▸ Requirement
Two lines in the data below mark the range: the one with "self.submit(draft, &identity).await" and the one with "write lost a". Return both, along with every line between them, exactly.

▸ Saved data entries
//! The definition lifecycle engine.
//!
//! ```text
//!   submit ──► Pending ──approve──► Approved (terminal, read-only)
//!                │  ▲
//!         reject │  │ edit (owner only; answers the rejection)
//!                ▼  │
//!        Pending, rejection outstanding ──approve──► Approved
//! ```
//!
//! Each transition is checked locally for a precise error and then written
//! through one guarded store operation that re-checks the same guard
//! atomically. State preconditions (existence, approval, ownership) are
//! checked before the request's own input is validated. Nothing is cached between calls; the store is the only source
//! of truth.

use std::sync::Arc;

use uuid::Uuid;

use crate::{
  Error, Result,
  clock::{Clock, SystemClock},
  definition::{Approval, Definition, DefinitionDraft, DefinitionPatch, Rejection},
  identity::{Identity, IdentityProvider, resolve_identity},
  store::{DefinitionStore, DefinitionUpdate, Guard, GuardViolation, WriteOutcome},
};

/// Runs moderation transitions against a store.
///
/// Cloning is cheap; the store and identity provider are reference-counted.
pub struct Moderation<S, I, C = SystemClock> {
  pub(crate) store:      Arc<S>,
  pub(crate) identities: Arc<I>,
  pub(crate) clock:      C,
}

impl<S, I, C: Clone> Clone for Moderation<S, I, C> {
  fn clone(&self) -> Self {
    Self {
      store:      self.store.clone(),
      identities: self.identities.clone(),
      clock:      self.clock.clone(),
    }
  }
}

impl<S, I> Moderation<S, I, SystemClock> {
  pub fn new(store: Arc<S>, identities: Arc<I>) -> Self {
    Self { store, identities, clock: SystemClock }
  }
}

impl<S, I, C> Moderation<S, I, C> {
  /// Replace the time source.
  pub fn with_clock<C2>(self, clock: C2) -> Moderation<S, I, C2> {
    Moderation { store: self.store, identities: self.identities, clock }
  }

  pub fn store(&self) -> &Arc<S> { &self.store }
}

impl<S, I, C> Moderation<S, I, C>
where
  S: DefinitionStore,
  I: IdentityProvider,
  C: Clock,
{
  // ── Transitions ───────────────────────────────────────────────────────

  /// Submit a new definition. Always legal for an authenticated identity;
  /// the referenced source must exist.
  pub async fn submit(&self, draft: DefinitionDraft, identity: &Identity) -> Result<Definition> {
    let draft = draft.normalize()?;
    self.require_source(draft.source).await?;

    let definition = Definition::submitted(draft, identity.user_id, self.clock.now());
    self
      .store
      .insert_definition(definition.clone())
      .await
      .map_err(Error::store)?;

    tracing::info!(
      definition_id = %definition.definition_id,
      by = %identity.user_id,
      "definition submitted"
    );
    Ok(definition)
  }

  /// Approve a pending definition. Admin only; terminal.
  pub async fn approve(&self, id: Uuid, identity: &Identity) -> Result<()> {
    identity.require_admin()?;
    let guard = Guard::pending();
    let current = self.load(id).await?;
    violation_to_error(id, identity, guard.check(&current))?;

    let approval = Approval { approved_by: identity.user_id, approved_at: self.clock.now() };
    let outcome = self
      .store
      .update_if(id, guard, DefinitionUpdate::Approve(approval))
      .await
      .map_err(Error::store)?;
    settle(id, identity, outcome)?;

    tracing::info!(definition_id = %id, by = %identity.user_id, "definition approved");
    Ok(())
  }

  /// Reject a pending definition with a reason. Admin only. Refused while a
  /// previous rejection is still unanswered by the author.
  pub async fn reject(&self, id: Uuid, identity: &Identity, reason: &str) -> Result<Rejection> {
    identity.require_admin()?;
    let guard = Guard::pending().rejection_answered();
    let current = self.load(id).await?;
    violation_to_error(id, identity, guard.check(&current))?;

    let reason = reason.trim();
    if reason.is_empty() {
      return Err(Error::invalid("rejection reason must not be blank"));
    }

    let rejection = Rejection {
      rejection_id: Uuid::new_v4(),
      rejected_by:  identity.user_id,
      rejected_at:  self.clock.now(),
      content:      reason.to_owned(),
    };
    let outcome = self
      .store
      .append_rejection_if(id, guard, rejection.clone())
      .await
      .map_err(Error::store)?;
    settle(id, identity, outcome)?;

    tracing::info!(
      definition_id = %id,
      by = %identity.user_id,
      rejections = current.rejection_log.len() + 1,
      "definition rejected"
    );
    Ok(rejection)
  }

  /// Revise a pending definition. Only its submitter may do this, admin or
  /// not. An empty patch writes nothing and does not answer a rejection.
  pub async fn edit(&self, id: Uuid, identity: &Identity, patch: DefinitionPatch) -> Result<()> {
    let guard = Guard::pending().owned_by(identity.user_id);
    let current = self.load(id).await?;
    violation_to_error(id, identity, guard.check(&current))?;

    let patch = patch.normalize()?;
    if patch.is_empty() {
      tracing::debug!(definition_id = %id, "empty edit ignored");
      return Ok(());
    }
    if let Some(&source) = patch.source.as_set() {
      self.require_source(source).await?;
    }

    let update = DefinitionUpdate::Revise { patch, at: self.clock.now() };
    let outcome = self
      .store
      .update_if(id, guard, update)
      .await
      .map_err(Error::store)?;
    settle(id, identity, outcome)?;

    tracing::info!(
      definition_id = %id,
      by = %identity.user_id,
      answered = current.has_outstanding_rejection(),
      "definition revised"
    );
    Ok(())
  }

  // ── Token entry points ────────────────────────────────────────────────

  pub async fn resolve(&self, token: &str) -> Result<Identity> {
    resolve_identity(self.identities.as_ref(), token).await
  }

  pub async fn submit_with_token(&self, draft: DefinitionDraft, token: &str) -> Result<Definition> {
    let identity = self.resolve(token).await?;
    self.submit(draft, &identity).await
  }

  pub async fn approve_with_token(&self, id: Uuid, token: &str) -> Result<()> {
    let identity = self.resolve(token).await?;
    self.approve(id, &identity).await
  }

  pub async fn reject_with_token(&self, id: Uuid, token: &str, reason: &str) -> Result<Rejection> {
    let identity = self.resolve(token).await?;
    self.reject(id, &identity, reason).await
  }

  pub async fn edit_with_token(&self, id: Uuid, token: &str, patch: DefinitionPatch) -> Result<()> {
    let identity = self.resolve(token).await?;
    self.edit(id, &identity, patch).await
  }

  // ── Helpers ───────────────────────────────────────────────────────────

  async fn load(&self, id: Uuid) -> Result<Definition> {
    self
      .store
      .get_definition(id)
      .await
      .map_err(Error::store)?
      .ok_or(Error::DefinitionNotFound(id))
  }

  async fn require_source(&self, id: Uuid) -> Result<()> {
    self
      .store
      .get_source(id)
      .await
      .map_err(Error::store)?
      .map(|_| ())
      .ok_or(Error::SourceNotFound(id))
  }
}

fn violation_to_error(
  id: Uuid,
  identity: &Identity,
  check: Result<(), GuardViolation>,
) -> Result<()> {
  check.map_err(|violation| match violation {
    GuardViolation::Approved => Error::AlreadyApproved(id),
    GuardViolation::NotOwner => Error::Ownership { definition: id, user: identity.user_id },
    GuardViolation::RejectionOutstanding => Error::RejectionNotAnsweredYet(id),
  })
}

/// Turn a store write outcome into the caller-facing result.
fn settle(id: Uuid, identity: &Identity, outcome: WriteOutcome) -> Result<()> {
  match outcome {
    WriteOutcome::Applied => Ok(()),
    WriteOutcome::Missing => Err(Error::DefinitionNotFound(id)),
    WriteOutcome::Blocked(violation) => {
      // The local check passed, so another writer got in between.
      tracing::warn!(definition_id = %id, ?violation, "guarded write lost a race");
      violation_to_error(id, identity, Err(violation))
    }
  }
}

▸ Completed exercise
    self.submit(draft, &identity).await
  }

  pub async fn approve_with_token(&self, id: Uuid, token: &str) -> Result<()> {
    let identity = self.resolve(token).await?;
    self.approve(id, &identity).await
  }

  pub async fn reject_with_token(&self, id: Uuid, token: &str, reason: &str) -> Result<Rejection> {
    let identity = self.resolve(token).await?;
    self.reject(id, &identity, reason).await
  }

  pub async fn edit_with_token(&self, id: Uuid, token: &str, patch: DefinitionPatch) -> Result<()> {
    let identity = self.resolve(token).await?;
    self.edit(id, &identity, patch).await
  }

  // ── Helpers ───────────────────────────────────────────────────────────

  async fn load(&self, id: Uuid) -> Result<Definition> {
    self
      .store
      .get_definition(id)
      .await
      .map_err(Error::store)?
      .ok_or(Error::DefinitionNotFound(id))
  }

  async fn require_source(&self, id: Uuid) -> Result<()> {
    self
      .store
      .get_source(id)
      .await
      .map_err(Error::store)?
      .map(|_| ())
      .ok_or(Error::SourceNotFound(id))
  }
}

fn violation_to_error(
  id: Uuid,
  identity: &Identity,
  check: Result<(), GuardViolation>,
) -> Result<()> {
  check.map_err(|violation| match violation {
    GuardViolation::Approved => Error::AlreadyApproved(id),
    GuardViolation::NotOwner => Error::Ownership { definition: id, user: identity.user_id },
    GuardViolation::RejectionOutstanding => Error::RejectionNotAnsweredYet(id),
  })
}

/// Turn a store write outcome into the caller-facing result.
fn settle(id: Uuid, identity: &Identity, outcome: WriteOutcome) -> Result<()> {
  match outcome {
    WriteOutcome::Applied => Ok(()),
    WriteOutcome::Missing => Err(Error::DefinitionNotFound(id)),
    WriteOutcome::Blocked(violation) => {
      // The local check passed, so another writer got in between.
      tracing::warn!(definition_id = %id, ?violation, "guarded write lost a race");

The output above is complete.